A outra professora confirma que as medidas ainda não foram tomadas:

“Houve um protesto na última semana, onde os alunos protestaram pedindo a instalação de ar-condicionado – que não ocorreu ainda – e agilidade para conclusão da reforma que está em curso, uma vez que isso também viabilizaria a climatização nas escolas”.

O QUE DIZ A SECRETARIA MUNICIPAL DE EDUCAÇÃO?

Em nota, a Secretaria Municipal de Educação (Semed) afirmou que “estão em andamento, na Semed, projetos de requalificação da rede elétrica que irão garantir a climatização de todas as unidades escolares de Maceió até o final de 2024. Hoje, há 32 projetos aprovados em execução. Enquanto os projetos são executados, mais de mil novos ventiladores já foram adquiridos e distribuídos em todas as unidades escolares onde havia carência”.

O QUE DIZ A SECRETARIA ESTADUAL DE EDUCAÇÃO?
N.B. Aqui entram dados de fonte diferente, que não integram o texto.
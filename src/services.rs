//! Wiring of stores, clients and workers into the two routers.

use std::sync::Arc;

use anyhow::Context as _;
use axum::Router;
use tower_http::trace::TraceLayer;
use tracing::info;

use crate::{
    config::Config,
    counter_sync::HttpCounterSyncClient,
    counter_update::CounterUpdateHandler,
    credentials::CredentialService,
    http::{PostServiceState, UserServiceState, build_post_router, build_user_router},
    outbox::{OutboxHandle, spawn_dispatcher},
    post_mutation::{CounterDelivery, PostMutationService},
    store::{JsonPostStore, JsonUserStore},
};

/// Builds the post service. In outbox and compensate mode this also starts
/// the dispatcher, so it must run inside a tokio runtime.
pub fn post_service(config: &Config) -> anyhow::Result<Router> {
    let posts = Arc::new(
        JsonPostStore::load_or_init(&config.data_dir)
            .with_context(|| format!("load post store in {}", config.data_dir.display()))?,
    );
    let sync = Arc::new(
        HttpCounterSyncClient::new(&config.user_service_url, config.counter_sync_timeout())
            .context("build counter sync client")?,
    );

    let outbox = match config.counter_delivery {
        CounterDelivery::Outbox | CounterDelivery::Compensate => {
            spawn_dispatcher(posts.clone(), sync.clone(), config.dispatch_settings())
        }
        CounterDelivery::Direct => OutboxHandle::noop(),
    };
    if config.auth_token.is_empty() {
        tracing::warn!("auth token is empty; every protected route will answer 401");
    }

    info!(
        delivery = config.counter_delivery.as_str(),
        user_service_url = %config.user_service_url,
        "post service configured"
    );

    let state = PostServiceState {
        posts: posts.clone(),
        outbox_store: posts.clone(),
        mutations: PostMutationService::new(
            posts,
            sync,
            outbox.clone(),
            config.counter_delivery,
        ),
        outbox,
    };
    Ok(build_post_router(state, &config.auth_token).layer(TraceLayer::new_for_http()))
}

pub fn user_service(config: &Config) -> anyhow::Result<Router> {
    let users = Arc::new(
        JsonUserStore::load_or_init(&config.data_dir)
            .with_context(|| format!("load user store in {}", config.data_dir.display()))?,
    );

    info!(
        strategy = ?config.counter_update_strategy,
        "user service configured"
    );

    let state = UserServiceState {
        users: users.clone(),
        counters: CounterUpdateHandler::new(users.clone(), config.counter_update_strategy),
        credentials: CredentialService::new(users, config.hash_params())
            .context("prepare credential service")?,
    };
    Ok(build_user_router(state).layer(TraceLayer::new_for_http()))
}

/// Serves `app` on `listener` until `shutdown` resolves.
pub async fn serve(
    listener: tokio::net::TcpListener,
    app: Router,
    shutdown: impl std::future::Future<Output = ()> + Send + 'static,
) -> anyhow::Result<()> {
    axum::serve(listener, app)
        .with_graceful_shutdown(shutdown)
        .await
        .context("serve http")?;
    Ok(())
}
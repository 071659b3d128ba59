use std::sync::Arc;

use axum::{
    Json, Router,
    extract::{Extension, Path, rejection::JsonRejection},
    middleware,
    routing::{delete, get, post},
};
use serde::Serialize;
use serde_json::{Value, json};

use super::{ApiError, ApiJson, BearerAuth, Items, bearer_auth, fallback_not_found};
use crate::{
    domain::{DeletePostInput, Post, PostId, PostInput, UserId},
    outbox::OutboxHandle,
    post_mutation::{MutationOutcome, PostMutationService},
    store::{OutboxEntry, OutboxStore, PostStore},
};

#[derive(Clone)]
pub struct PostServiceState {
    pub posts: Arc<dyn PostStore>,
    pub outbox_store: Arc<dyn OutboxStore>,
    pub mutations: PostMutationService,
    pub outbox: OutboxHandle,
}

pub fn build_post_router(state: PostServiceState, auth_token: &str) -> Router {
    let protected = Router::new()
        .route("/createPost", post(create_post))
        .route("/deletePost", delete(delete_post))
        .route("/posts/:post_id", get(get_post))
        .route("/owners/:user_id/post-count", get(owner_post_count))
        .route("/outbox", get(list_outbox))
        .route("/outbox/:outbox_id/retry", post(retry_outbox))
        .layer(middleware::from_fn_with_state(
            BearerAuth::new(auth_token),
            bearer_auth,
        ));

    Router::new()
        .route("/health", get(health))
        .merge(protected)
        .fallback(fallback_not_found)
        .layer(Extension(state))
}

#[derive(Serialize)]
struct MutationResponse {
    message: &'static str,
    #[serde(flatten)]
    outcome: MutationOutcome,
}

async fn create_post(
    Extension(state): Extension<PostServiceState>,
    ApiJson(input): ApiJson<PostInput>,
) -> Result<Json<MutationResponse>, ApiError> {
    let outcome = state.mutations.create(input).await?;
    Ok(Json(MutationResponse {
        message: "Post Created ...",
        outcome,
    }))
}

/// Undecodable bodies are answered with 500 here, matching the long-standing
/// contract of this route.
async fn delete_post(
    Extension(state): Extension<PostServiceState>,
    body: Result<Json<DeletePostInput>, JsonRejection>,
) -> Result<Json<MutationResponse>, ApiError> {
    let Json(input) = body.map_err(|e| ApiError::internal(e.to_string()))?;
    let outcome = state.mutations.delete(input).await?;
    Ok(Json(MutationResponse {
        message: "Post Deleted ...",
        outcome,
    }))
}

async fn get_post(
    Extension(state): Extension<PostServiceState>,
    Path(post_id): Path<PostId>,
) -> Result<Json<Post>, ApiError> {
    let post = state
        .posts
        .get_post(post_id)?
        .ok_or_else(|| ApiError::not_found(format!("post not found: {post_id}")))?;
    Ok(Json(post))
}

/// Live posts owned by a user, for comparison with the user service counter.
async fn owner_post_count(
    Extension(state): Extension<PostServiceState>,
    Path(user_id): Path<UserId>,
) -> Result<Json<Value>, ApiError> {
    let live_posts = state.posts.count_posts_by_owner(user_id)?;
    Ok(Json(json!({ "user_id": user_id, "live_posts": live_posts })))
}

async fn list_outbox(
    Extension(state): Extension<PostServiceState>,
) -> Result<Json<Items<OutboxEntry>>, ApiError> {
    Ok(Json(Items {
        items: state.outbox_store.list_outbox()?,
    }))
}

async fn retry_outbox(
    Extension(state): Extension<PostServiceState>,
    Path(outbox_id): Path<String>,
) -> Result<Json<OutboxEntry>, ApiError> {
    let entry = state
        .outbox_store
        .requeue_outbox(&outbox_id)?
        .ok_or_else(|| ApiError::not_found(format!("outbox entry not found: {outbox_id}")))?;
    state.outbox.notify();
    Ok(Json(entry))
}

async fn health(Extension(state): Extension<PostServiceState>) -> Result<Json<Value>, ApiError> {
    let entries = state.outbox_store.list_outbox()?;
    let pending = entries.iter().filter(|e| e.is_pending()).count();
    Ok(Json(json!({
        "status": "ok",
        "version": crate::version::VERSION,
        "counter_delivery": state.mutations.delivery().as_str(),
        "outbox": {
            "pending": pending,
            "failed": entries.len() - pending,
        }
    })))
}
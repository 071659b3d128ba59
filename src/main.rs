use anyhow::Result;

use clap::Parser;
use tracing::info;
use tracing_subscriber::{EnvFilter, fmt};

use postcount::config::{Cli, Command, Config};

#[tokio::main]
async fn main() -> Result<()> {
    init_tracing();

    let cli = Cli::parse();
    match cli.command {
        Command::PostService => run_post_service(cli.config).await,
        Command::UserService => run_user_service(cli.config).await,
    }
}

async fn run_post_service(config: Config) -> Result<()> {
    let app = postcount::services::post_service(&config)?;
    let bind = config.post_service_bind();
    info!(
        %bind,
        data_dir = %config.data_dir.display(),
        version = postcount::version::VERSION,
        "starting post service"
    );
    let listener = tokio::net::TcpListener::bind(bind).await?;
    postcount::services::serve(listener, app, shutdown_signal()).await
}

async fn run_user_service(config: Config) -> Result<()> {
    let app = postcount::services::user_service(&config)?;
    let bind = config.user_service_bind();
    info!(
        %bind,
        data_dir = %config.data_dir.display(),
        version = postcount::version::VERSION,
        "starting user service"
    );
    let listener = tokio::net::TcpListener::bind(bind).await?;
    postcount::services::serve(listener, app, shutdown_signal()).await
}

fn init_tracing() {
    let filter = EnvFilter::try_from_default_env().unwrap_or_else(|_| EnvFilter::new("info"));
    fmt().with_env_filter(filter).compact().init();
}

async fn shutdown_signal() {
    let _ = tokio::signal::ctrl_c().await;
    info!("shutdown requested");
}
Já a Secretaria de Estado da Educação (Seduc) informou que “medidas seguem sendo adotadas no sentido de proporcionar um ambiente escolar cada vez mais propício à aprendizagem, considerando, inclusive, o aumento das temperaturas em várias regiões do país em 2024”.

Segue nota na íntegra:

“A Secretaria de Estado da Educação (Seduc) informa que, somente em 2023, o Governo de Alagoas inaugurou e reformou 26 escolas, proporcionando melhores condições de trabalho aos profissionais de educação e fortalecendo o processo de ensino e aprendizagem em toda a rede estadual. 

Somadas às 29 creches do programa Criança Alagoana inauguradas em diversas regiões do estado, garantindo, assim, o pleno desenvolvimento de milhares de crianças no período da primeira infância, o governo estadual investiu quase R$ 150 milhões, no mesmo ano, em infraestrutura escolar.

Já em 2024, a previsão é de que mais 70 escolas recebam melhorias estruturais, que vão contemplar, inclusive, a construção de ginásios poliesportivos e a climatização das salas de aula.

Para se ter uma ideia, na Escola Estadual Estadual Gilvana Ataíde, localizada na Santa Lúcia, parte alta da capital, 30 novos aparelhos de ar-condicionado estão sendo instalados nas 15 salas de aula da unidade, perfazendo um investimento de R$ 137,7 mil. Ano passado, a mesma escola – que conta, inclusive, com ginásio poliesportivo – passou por uma ampla reforma na qual o Governo de Alagoas investiu R$ 3,2 milhões.”